## Exercise brief
State only how many lines below include the string "timer".

Start of Data in this exercise

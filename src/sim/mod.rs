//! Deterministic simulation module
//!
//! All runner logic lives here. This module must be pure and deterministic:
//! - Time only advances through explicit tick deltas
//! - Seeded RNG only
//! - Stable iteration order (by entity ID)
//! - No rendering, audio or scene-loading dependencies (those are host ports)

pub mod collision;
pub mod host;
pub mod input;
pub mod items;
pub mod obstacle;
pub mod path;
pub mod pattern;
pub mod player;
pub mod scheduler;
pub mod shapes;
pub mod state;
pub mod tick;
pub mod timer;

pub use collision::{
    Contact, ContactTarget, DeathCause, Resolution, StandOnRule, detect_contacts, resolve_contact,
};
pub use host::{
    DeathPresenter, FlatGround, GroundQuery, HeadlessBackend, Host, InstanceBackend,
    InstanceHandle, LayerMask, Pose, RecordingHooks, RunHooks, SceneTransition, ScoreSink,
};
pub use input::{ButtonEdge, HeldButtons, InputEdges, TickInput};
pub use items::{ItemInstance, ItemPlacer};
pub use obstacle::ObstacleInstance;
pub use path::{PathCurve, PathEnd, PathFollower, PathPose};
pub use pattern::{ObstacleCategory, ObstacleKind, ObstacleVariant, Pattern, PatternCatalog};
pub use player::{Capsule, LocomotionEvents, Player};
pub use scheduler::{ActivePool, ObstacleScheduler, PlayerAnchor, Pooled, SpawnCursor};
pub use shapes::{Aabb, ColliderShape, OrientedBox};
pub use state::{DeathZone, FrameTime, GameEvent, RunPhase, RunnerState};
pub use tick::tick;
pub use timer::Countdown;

End of Data in this exercise

## Your response
2